======== Supplied information
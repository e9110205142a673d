//! Bazaar
//!
//! Bazaar is the storefront core of a stablecoin marketplace: a static product catalog with
//! search, filtering and sorting, a session-scoped cart, and a checkout workflow that pays for
//! the cart through a payment token approval followed by a marketplace order.
//!
//! Wallets and contracts are reached through the async traits in [`wallet`] and [`chain`];
//! [`chain::simulated::SimulatedChain`] provides an in-memory implementation of all of them.

pub mod amounts;
pub mod cart;
pub mod catalog;
pub mod chain;
pub mod checkout;
pub mod orders;
pub mod prelude;
pub mod pricing;
pub mod products;
pub mod render;
pub mod reviews;
pub mod storefront;
pub mod tags;
pub mod users;
pub mod wallet;
use std::io::{self, Write};

use bazaar::{
    catalog::{BrowseFilter, Catalog, FEATURED_PRODUCTS, RELATED_PRODUCTS, SortKey},
    render,
};
use clap::Args;
use rust_decimal::Decimal;

use super::CliError;

#[derive(Debug, Args)]
pub(crate) struct ProductsArgs {
    /// Text to look for in names, descriptions, categories and tags
    #[arg(long, short)]
    query: Option<String>,

    /// Exact category
    #[arg(long)]
    category: Option<String>,

    /// Lowest price to include
    #[arg(long)]
    min_price: Option<Decimal>,

    /// Highest price to include
    #[arg(long)]
    max_price: Option<Decimal>,

    /// Result ordering
    #[arg(long, value_enum, default_value_t = SortKey::Newest)]
    sort: SortKey,
}

impl ProductsArgs {
    fn into_filter(self) -> BrowseFilter {
        BrowseFilter {
            query: self.query.unwrap_or_default(),
            category: self.category,
            min_price: self.min_price,
            max_price: self.max_price,
            sort: self.sort,
        }
    }
}

#[derive(Debug, Args)]
pub(crate) struct ProductArgs {
    /// Product id, e.g. prod-001
    id: String,
}

pub(crate) fn home(catalog: &Catalog) -> Result<(), CliError> {
    let mut out = io::stdout().lock();

    writeln!(out, "Featured products").map_err(|_err| CliError::Output)?;
    render::write_products(&mut out, &catalog.featured(FEATURED_PRODUCTS))?;

    writeln!(out, "Categories: {}", catalog.categories().join(", "))
        .map_err(|_err| CliError::Output)
}

pub(crate) fn products(catalog: &Catalog, args: ProductsArgs) -> Result<(), CliError> {
    let filter = args.into_filter();
    let products = catalog.browse(&filter);

    let mut out = io::stdout().lock();

    render::write_products(&mut out, &products)?;

    writeln!(out, "{} products, sorted by {}", products.len(), filter.sort)
        .map_err(|_err| CliError::Output)
}

pub(crate) fn product(catalog: &Catalog, args: &ProductArgs) -> Result<(), CliError> {
    let mut out = io::stdout().lock();

    let Some(product) = catalog.product(&args.id) else {
        return writeln!(
            out,
            "Product not found\nThe product you're looking for doesn't exist."
        )
        .map_err(|_err| CliError::Output);
    };

    let reviews = catalog.reviews_for(product.id.as_str());

    render::write_product_detail(
        &mut out,
        product,
        &reviews,
        catalog.average_rating(product.id.as_str()),
    )?;

    let related = catalog.related(product, RELATED_PRODUCTS);

    if related.is_empty() {
        return Ok(());
    }

    writeln!(out, "Related products").map_err(|_err| CliError::Output)?;
    render::write_products(&mut out, &related)?;

    Ok(())
}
================
Action item:
A full, exact copy of the entries is required. Return it.

Answer:
repository e9110205142a673d
//! Bazaar
//!
//! Bazaar is the storefront core of a stablecoin marketplace: a static product catalog with
//! search, filtering and sorting, a session-scoped cart, and a checkout workflow that pays for
//! the cart through a payment token approval followed by a marketplace order.
//!
//! Wallets and contracts are reached through the async traits in [`wallet`] and [`chain`];
//! [`chain::simulated::SimulatedChain`] provides an in-memory implementation of all of them.

pub mod amounts;
pub mod cart;
pub mod catalog;
pub mod chain;
pub mod checkout;
pub mod orders;
pub mod prelude;
pub mod pricing;
pub mod products;
pub mod render;
pub mod reviews;
pub mod storefront;
pub mod tags;
pub mod users;
pub mod wallet;
use std::io::{self, Write};

use bazaar::{
    catalog::{BrowseFilter, Catalog, FEATURED_PRODUCTS, RELATED_PRODUCTS, SortKey},
    render,
};
use clap::Args;
use rust_decimal::Decimal;

use super::CliError;

#[derive(Debug, Args)]
pub(crate) struct ProductsArgs {
    /// Text to look for in names, descriptions, categories and tags
    #[arg(long, short)]
    query: Option<String>,

    /// Exact category
    #[arg(long)]
    category: Option<String>,

    /// Lowest price to include
    #[arg(long)]
    min_price: Option<Decimal>,

    /// Highest price to include
    #[arg(long)]
    max_price: Option<Decimal>,

    /// Result ordering
    #[arg(long, value_enum, default_value_t = SortKey::Newest)]
    sort: SortKey,
}

impl ProductsArgs {
    fn into_filter(self) -> BrowseFilter {
        BrowseFilter {
            query: self.query.unwrap_or_default(),
            category: self.category,
            min_price: self.min_price,
            max_price: self.max_price,
            sort: self.sort,
        }
    }
}

#[derive(Debug, Args)]
pub(crate) struct ProductArgs {
    /// Product id, e.g. prod-001
    id: String,
}

pub(crate) fn home(catalog: &Catalog) -> Result<(), CliError> {
    let mut out = io::stdout().lock();

    writeln!(out, "Featured products").map_err(|_err| CliError::Output)?;
    render::write_products(&mut out, &catalog.featured(FEATURED_PRODUCTS))?;

    writeln!(out, "Categories: {}", catalog.categories().join(", "))
        .map_err(|_err| CliError::Output)
}

pub(crate) fn products(catalog: &Catalog, args: ProductsArgs) -> Result<(), CliError> {
    let filter = args.into_filter();
    let products = catalog.browse(&filter);

    let mut out = io::stdout().lock();

    render::write_products(&mut out, &products)?;

    writeln!(out, "{} products, sorted by {}", products.len(), filter.sort)
        .map_err(|_err| CliError::Output)
}

pub(crate) fn product(catalog: &Catalog, args: &ProductArgs) -> Result<(), CliError> {
    let mut out = io::stdout().lock();

    let Some(product) = catalog.product(&args.id) else {
        return writeln!(
            out,
            "Product not found\nThe product you're looking for doesn't exist."
        )
        .map_err(|_err| CliError::Output);
    };

    let reviews = catalog.reviews_for(product.id.as_str());

    render::write_product_detail(
        &mut out,
        product,
        &reviews,
        catalog.average_rating(product.id.as_str()),
    )?;

    let related = catalog.related(product, RELATED_PRODUCTS);

    if related.is_empty() {
        return Ok(());
    }

    writeln!(out, "Related products").map_err(|_err| CliError::Output)?;
    render::write_products(&mut out, &related)?;

    Ok(())
}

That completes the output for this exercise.